Source records START

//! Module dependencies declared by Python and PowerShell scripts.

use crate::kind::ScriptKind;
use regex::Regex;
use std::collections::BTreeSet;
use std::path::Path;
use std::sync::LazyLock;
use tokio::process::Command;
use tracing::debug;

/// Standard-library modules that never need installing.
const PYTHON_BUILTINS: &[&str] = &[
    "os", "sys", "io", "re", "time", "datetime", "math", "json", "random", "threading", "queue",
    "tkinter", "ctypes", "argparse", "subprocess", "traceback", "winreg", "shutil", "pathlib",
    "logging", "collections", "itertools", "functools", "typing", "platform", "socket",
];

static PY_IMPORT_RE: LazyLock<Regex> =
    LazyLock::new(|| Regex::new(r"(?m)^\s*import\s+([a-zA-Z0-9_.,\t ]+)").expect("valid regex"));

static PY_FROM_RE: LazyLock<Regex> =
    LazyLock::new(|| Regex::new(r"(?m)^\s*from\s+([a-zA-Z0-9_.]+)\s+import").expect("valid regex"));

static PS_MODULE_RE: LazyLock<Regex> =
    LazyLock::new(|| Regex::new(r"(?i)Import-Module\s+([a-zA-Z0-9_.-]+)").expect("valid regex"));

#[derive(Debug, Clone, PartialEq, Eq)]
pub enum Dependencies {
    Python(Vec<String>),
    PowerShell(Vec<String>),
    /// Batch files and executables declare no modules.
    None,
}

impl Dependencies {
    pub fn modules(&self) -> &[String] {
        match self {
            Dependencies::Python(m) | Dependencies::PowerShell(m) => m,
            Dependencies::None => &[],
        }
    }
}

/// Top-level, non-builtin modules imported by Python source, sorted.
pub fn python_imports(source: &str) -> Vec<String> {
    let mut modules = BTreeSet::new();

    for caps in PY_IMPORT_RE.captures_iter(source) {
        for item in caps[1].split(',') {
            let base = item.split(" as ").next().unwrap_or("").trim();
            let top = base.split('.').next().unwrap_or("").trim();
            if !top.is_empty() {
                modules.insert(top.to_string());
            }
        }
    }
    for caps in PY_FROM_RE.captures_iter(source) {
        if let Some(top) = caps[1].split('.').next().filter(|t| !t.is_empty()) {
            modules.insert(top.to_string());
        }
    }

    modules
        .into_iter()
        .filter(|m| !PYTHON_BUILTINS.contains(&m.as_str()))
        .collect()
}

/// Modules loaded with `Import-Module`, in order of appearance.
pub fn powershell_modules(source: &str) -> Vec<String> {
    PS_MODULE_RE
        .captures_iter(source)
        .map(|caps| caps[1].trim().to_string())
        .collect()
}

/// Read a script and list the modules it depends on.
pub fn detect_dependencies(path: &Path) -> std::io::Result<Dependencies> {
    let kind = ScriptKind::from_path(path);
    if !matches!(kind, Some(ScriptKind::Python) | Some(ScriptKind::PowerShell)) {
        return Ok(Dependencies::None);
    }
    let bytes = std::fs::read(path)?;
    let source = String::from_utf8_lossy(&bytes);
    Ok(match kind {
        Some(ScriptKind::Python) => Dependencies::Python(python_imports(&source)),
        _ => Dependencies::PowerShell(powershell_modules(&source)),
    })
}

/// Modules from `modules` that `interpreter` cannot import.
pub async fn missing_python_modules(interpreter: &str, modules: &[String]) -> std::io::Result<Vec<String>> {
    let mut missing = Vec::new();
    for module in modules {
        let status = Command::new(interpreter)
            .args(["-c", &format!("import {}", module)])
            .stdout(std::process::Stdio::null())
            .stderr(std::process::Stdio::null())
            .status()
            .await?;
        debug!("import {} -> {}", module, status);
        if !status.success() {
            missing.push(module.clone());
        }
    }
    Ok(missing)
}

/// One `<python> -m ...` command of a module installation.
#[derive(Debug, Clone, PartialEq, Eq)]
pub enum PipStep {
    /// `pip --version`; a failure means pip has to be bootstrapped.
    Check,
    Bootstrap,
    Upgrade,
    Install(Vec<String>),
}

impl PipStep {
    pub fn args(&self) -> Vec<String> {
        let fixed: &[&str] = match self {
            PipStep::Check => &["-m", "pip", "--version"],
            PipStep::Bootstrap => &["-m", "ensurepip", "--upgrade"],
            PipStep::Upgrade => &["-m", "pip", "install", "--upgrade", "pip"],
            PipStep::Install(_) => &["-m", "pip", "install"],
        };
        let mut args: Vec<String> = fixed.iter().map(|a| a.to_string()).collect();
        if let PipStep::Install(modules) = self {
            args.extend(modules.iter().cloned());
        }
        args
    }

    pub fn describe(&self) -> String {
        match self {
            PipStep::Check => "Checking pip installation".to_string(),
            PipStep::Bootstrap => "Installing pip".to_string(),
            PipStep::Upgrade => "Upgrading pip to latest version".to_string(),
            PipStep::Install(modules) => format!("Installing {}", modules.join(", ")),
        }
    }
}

Source records END

* _Exercise requirements_: If a line above holds the string "version", copy it out.

* _Solution_:
    /// `pip --version`; a failure means pip has to be bootstrapped.
            PipStep::Check => &["-m", "pip", "--version"],
            PipStep::Upgrade => "Upgrading pip to latest version".to_string(),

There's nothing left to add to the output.